In today's selection - when Americans hijacked planes to Cuba, the U.S. government requested they be prosecuted as criminals and Cuba complied. But when Cubans hijacked planes to America and the Cuban government made the same request, the U.S. rejected it -- with unexpected consequences:

"When Americans had hijacked airplanes to Havana, the U.S. government called them criminals, urged the Cubans to prosecute them -- and Castro complied. Now Castro turned the tables. He called on the American government to prosecute Cuban hijackers with the same vigor with which Cuba prosecuted American hijackers. ...

"The Carter administration totally rejected Castro's arguments. Far from prosecuting the newly arrived Cubans, it welcomed the hijackers as heroic freedom fighters.

"In early March 1980, following another hijacking, Castro issued a public warning: if the Americans went on giving Cuban criminals a 'hero's welcome,' he would be delighted to send them other lawbreakers as well. A month later Cuban guards were withdrawn from the Peruvian embassy in Havana, which also had followed a policy of granting indiscriminate asylum to all Cubans who asked for it. Within three days nearly eleven thousand Cubans had invaded the embassy compound. If the Peruvians were so determined to take in political dissidents, Cuban officials said, then let them deal with the consequences.

"This was only the dress rehearsal for a much bigger drama. At the end of April, the Cuban government opened the little fishing port of Mariel, just outside Havana, to unrestricted navigation between Cuba and the United States. For years Americans had accused Castro of turning his country into a jail, his people into prisoners. Now Castro called the Americans' bluff: anyone who wanted to leave Cuba could leave. But would the Americans accept them?

"Within days, the Straits of Florida were the scene of a Dunkirk in reverse, as tens of thousands of Cubans invaded the United States in small boats.
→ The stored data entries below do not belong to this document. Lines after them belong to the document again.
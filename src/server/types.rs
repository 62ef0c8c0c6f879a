//! JSON request and response bodies for the backend API

use serde::{Deserialize, Serialize};

use crate::generation::ModelInfo;
use crate::store::{Document, Metadata, SearchResult, StoreStats};

/// `GET /health`
#[derive(Debug, Clone, Serialize, Deserialize)]
pub struct HealthResponse {
    pub status: String,
    pub service: String,
    pub ollama: bool,
    pub store: bool,
}

/// Reply to a successful upload
#[derive(Debug, Clone, Serialize, Deserialize)]
pub struct UploadResponse {
    pub success: bool,
    pub id: String,
    pub filename: String,
    pub word_count: u64,
    pub message: String,
}

/// Document listing. A failed listing still answers with an empty list and
/// the failure text in `error`.
#[derive(Debug, Clone, Serialize, Deserialize)]
pub struct DocumentListResponse {
    pub documents: Vec<Document>,
    pub total: usize,
    #[serde(default, skip_serializing_if = "Option::is_none")]
    pub error: Option<String>,
}

/// Acknowledges add, delete and metadata update
#[derive(Debug, Clone, Serialize, Deserialize)]
pub struct MutationResponse {
    pub success: bool,
    pub id: String,
    #[serde(default, skip_serializing_if = "Option::is_none")]
    pub message: Option<String>,
}

impl MutationResponse {
    pub fn ok(id: impl Into<String>) -> Self {
        Self {
            success: true,
            id: id.into(),
            message: None,
        }
    }

    pub fn with_message(mut self, message: impl Into<String>) -> Self {
        self.message = Some(message.into());
        self
    }
}

/// `PUT /api/v1/documents/:id/metadata`
#[derive(Debug, Clone, Serialize, Deserialize)]
pub struct MetadataUpdateRequest {
    #[serde(default)]
    pub metadata: Metadata,
}

/// `POST /api/v1/ollama/query`
#[derive(Debug, Clone, Serialize, Deserialize)]
pub struct GenerateBody {
    #[serde(default)]
    pub prompt: String,
}

#[derive(Debug, Clone, Serialize, Deserialize)]
pub struct GenerateReply {
    pub prompt: String,
    pub response: String,
    pub model: String,
}

#[derive(Debug, Clone, Serialize, Deserialize)]
pub struct ModelsReply {
    pub models: Vec<ModelInfo>,
}

/// `POST /api/v1/vectordb/add`
#[derive(Debug, Clone, Serialize, Deserialize)]
pub struct AddDocumentRequest {
    #[serde(default)]
    pub id: String,
    #[serde(default)]
    pub text: String,
    #[serde(default)]
    pub metadata: Metadata,
}

/// Search and RAG query body; `limit` of zero or less picks the default
#[derive(Debug, Clone, Serialize, Deserialize)]
pub struct QueryRequest {
    #[serde(default)]
    pub query: String,
    #[serde(default)]
    pub limit: i64,
}

#[derive(Debug, Clone, Serialize, Deserialize)]
pub struct SearchReply {
    pub results: Vec<SearchResult>,
}

#[derive(Debug, Clone, Serialize, Deserialize)]
pub struct StatsReply {
    pub stats: StoreStats,
}

/// Body of every failed request
#[derive(Debug, Clone, Serialize, Deserialize)]
pub struct ErrorResponse {
    pub error: String,
}

impl ErrorResponse {
    pub fn new(error: impl Into<String>) -> Self {
        Self {
            error: error.into(),
        }
    }
}

#[cfg(test)]
mod tests {
    use super::*;

    #[test]
    fn test_query_request_defaults() {
        let req: QueryRequest = serde_json::from_str(r#"{"query": "rust"}"#).unwrap();
        assert_eq!(req.query, "rust");
        assert_eq!(req.limit, 0);
    }

    #[test]
    fn test_list_response_omits_absent_error() {
        let body = DocumentListResponse {
            documents: Vec::new(),
            total: 0,
            error: None,
        };
        let json = serde_json::to_value(&body).unwrap();
        assert!(json.get("error").is_none());
        assert_eq!(json["total"], 0);
    }
}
These newcomers had no passports, no visas -- no more legal right to enter the United States than any of the other illegal aliens U.S. forces constantly intercepted, arrested and deported. Yet the Navy, Coast Guard and Immigration and Naturalization Service did nothing to stop them. Castro not only had sprung his trap, he had baited it well. U.S. officials had no choice but to let wave after wave of undocumented Cubans land in Florida: to turn them back would have proven Castro's claims that the United States was applying a double standard, and given him an even greater propaganda victory.
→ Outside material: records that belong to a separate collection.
//! Backend HTTP server
//!
//! Axum server for the ragdesk API.

use std::future::Future;
use std::net::SocketAddr;

use anyhow::{Context, Result};
use tokio::net::TcpListener;
use tracing::info;

use super::routes::create_router;
use super::state::AppState;

/// HTTP API server
pub struct HttpServer {
    listen_addr: String,
    state: AppState,
}

impl HttpServer {
    pub fn new(listen_addr: impl Into<String>, state: AppState) -> Self {
        Self {
            listen_addr: listen_addr.into(),
            state,
        }
    }

    /// Serve until `shutdown` resolves
    pub async fn run<F>(self, shutdown: F) -> Result<()>
    where
        F: Future<Output = ()> + Send + 'static,
    {
        let addr: SocketAddr = self
            .listen_addr
            .parse()
            .context("Invalid HTTP listen address")?;

        let listener = TcpListener::bind(&addr)
            .await
            .with_context(|| format!("Failed to bind HTTP server to {}", addr))?;

        self.run_on(listener, shutdown).await
    }

    /// Serve on an already bound listener
    pub async fn run_on<F>(self, listener: TcpListener, shutdown: F) -> Result<()>
    where
        F: Future<Output = ()> + Send + 'static,
    {
        let app = create_router(self.state);
        let local = listener.local_addr().context("Listener has no local address")?;
        info!("HTTP API server listening on http://{}", local);

        axum::serve(listener, app)
            .with_graceful_shutdown(async move {
                shutdown.await;
                info!("HTTP server shutting down");
            })
            .await
            .context("HTTP server error")?;

        Ok(())
    }
}

#[cfg(test)]
mod tests {
    use super::*;
    use crate::generation::OllamaClient;
    use crate::ingest::Ingestor;
    use crate::store::InMemoryVectorStore;
    use crate::worker::WorkerRunner;
    use std::sync::Arc;

    #[tokio::test]
    async fn test_invalid_listen_addr() {
        let store = Arc::new(InMemoryVectorStore::new());
        let generator = Arc::new(OllamaClient::with_config("http://127.0.0.1:9", "m").unwrap());
        let ingestor = Ingestor::new(WorkerRunner::new("sh", "."), "x.sh", ".", store.clone());
        let server = HttpServer::new("not an address", AppState::new(store, generator, ingestor));

        assert!(server.run(std::future::ready(())).await.is_err());
    }

    #[tokio::test]
    async fn test_serves_health_until_shutdown() {
        let store = Arc::new(InMemoryVectorStore::new());
        let generator = Arc::new(OllamaClient::with_config("http://127.0.0.1:9", "m").unwrap());
        let ingestor = Ingestor::new(WorkerRunner::new("sh", "."), "x.sh", ".", store.clone());
        let server = HttpServer::new("127.0.0.1:0", AppState::new(store, generator, ingestor));

        let listener = TcpListener::bind("127.0.0.1:0").await.unwrap();
        let addr = listener.local_addr().unwrap();
        let (tx, rx) = tokio::sync::oneshot::channel::<()>();
        let handle = tokio::spawn(server.run_on(listener, async move {
            let _ = rx.await;
        }));

        let body: serde_json::Value = reqwest::get(format!("http://{}/health", addr))
            .await
            .unwrap()
            .json()
            .await
            .unwrap();
        assert_eq!(body["status"], "ok");
        assert_eq!(body["ollama"], false);

        tx.send(()).unwrap();
        handle.await.unwrap().unwrap();
    }
}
The Mary Evelyn arrives with crowded Cuban Refugees

"Officials in Washington tried to conceal their embarrassment. Officials in Havana made no effort to hide their glee. 'This was a very erroneous policy of the Carter administration -- to consider everyone who wanted to leave Cuba for the United States as a heroic dissident,' Cuban vice-president Carlos Rafael Rodriguez told reporters. 'The United States is now paying the consequences.' 

"Washington may have made the mistake, but it was Miami that paid the price. Over the next five months, more than 120,000 Cubans sailed north to Florida from Mariel. After landing at Key West, they headed straight for Miami. But these 'heroic dissidents' didn't consist only of Castro's political opponents. Good as his word, he was also getting rid of Cuba's misfits and most hardened criminals.

"Soon the Orange Bowl was packed with penniless refugees all sleeping on bleachers, and with no possessions other than the clothes they wore and a seemingly inexhaustible supply of weapons. Tent City, a collection of leaky canvas shelters and portable toilets that sprang up beneath I-95, the city's main freeway, housed thousands more Marielitos. ...
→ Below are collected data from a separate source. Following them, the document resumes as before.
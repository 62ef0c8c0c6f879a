//! Text generation
//!
//! The RAG pipeline only sees the [`Generator`] trait; [`OllamaClient`] is
//! the HTTP implementation used by the backend.

pub mod client;
pub mod types;

use async_trait::async_trait;

use crate::errors::Result;

pub use client::{OllamaClient, DEFAULT_MODEL, DEFAULT_OLLAMA_URL};
pub use types::{format_size, GenerateRequest, GenerateResponse, ModelInfo};

/// A language model reachable for one-shot prompt completion
#[async_trait]
pub trait Generator: Send + Sync {
    /// Complete `prompt` and return the generated text
    async fn generate(&self, prompt: &str) -> Result<String>;

    /// Models available on the server
    async fn list_models(&self) -> Result<Vec<ModelInfo>>;

    /// Liveness check; never fails
    async fn is_healthy(&self) -> bool;

    /// Identifier of the model used by [`Generator::generate`]
    fn model(&self) -> &str;
}
//! CLI module for ragdesk
//!
//! Handles command-line argument parsing.

pub mod args;

pub use args::{Args, Commands, Verbosity};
"Miamians, initially at least, were more ashamed than frightened to find tens of thousands of jobless, homeless, rootless foreigners camping out under their freeway. ... Soon Marielitos were invading South Miami Beach's welfare hotels, mugging its elderly Jewish retirees, robbing its delicatessens, staging cockfights in erstwhile kosher dining rooms. Young male prostitutes now patrolled Lummus Park, where, hitherto, elderly men in yarmulkes and beards had read the Talmud aloud. Taking to the free-enterprise system with a vengeance, other Marielitos turned the Deco district into a drug peddlers' paradise. Still others quickly mastered the intricacies of the food stamp and welfare programs.

"Not all Marielitos found Miami so congenial. Dozens, disenchanted with life in America, hijacked planes back to Cuba, giving Castro new support for his assertions that the promise of America was false. Of the twenty-seven U.S. airliners hijacked to Cuba between the beginning of 1981 and the end of 1983, twenty-four were seized by Cuban 'refugees' so eager to escape the United States they didn't care if returning home meant going to prison:

"Cuban officials pointedly informed the U.S. government that twenty-six persons had been tried, and convicted, for such offenses. ...

"The majority [of the Marielitos] were poor and unskilled. Almost none were the valiant 'freedom fighters' both officials in Washington and people in Miami had imagined all those who wished to leave Castro's Cuba, by definition, had to be. But more than 100,000 out of the 125,000 were basically law-abiding folk. Thousands more -- drug addicts, prostitutes, drifters, flagrant homosexuals, unruly teenagers -- were 'criminals' only by Castro's socialist-puritan standards.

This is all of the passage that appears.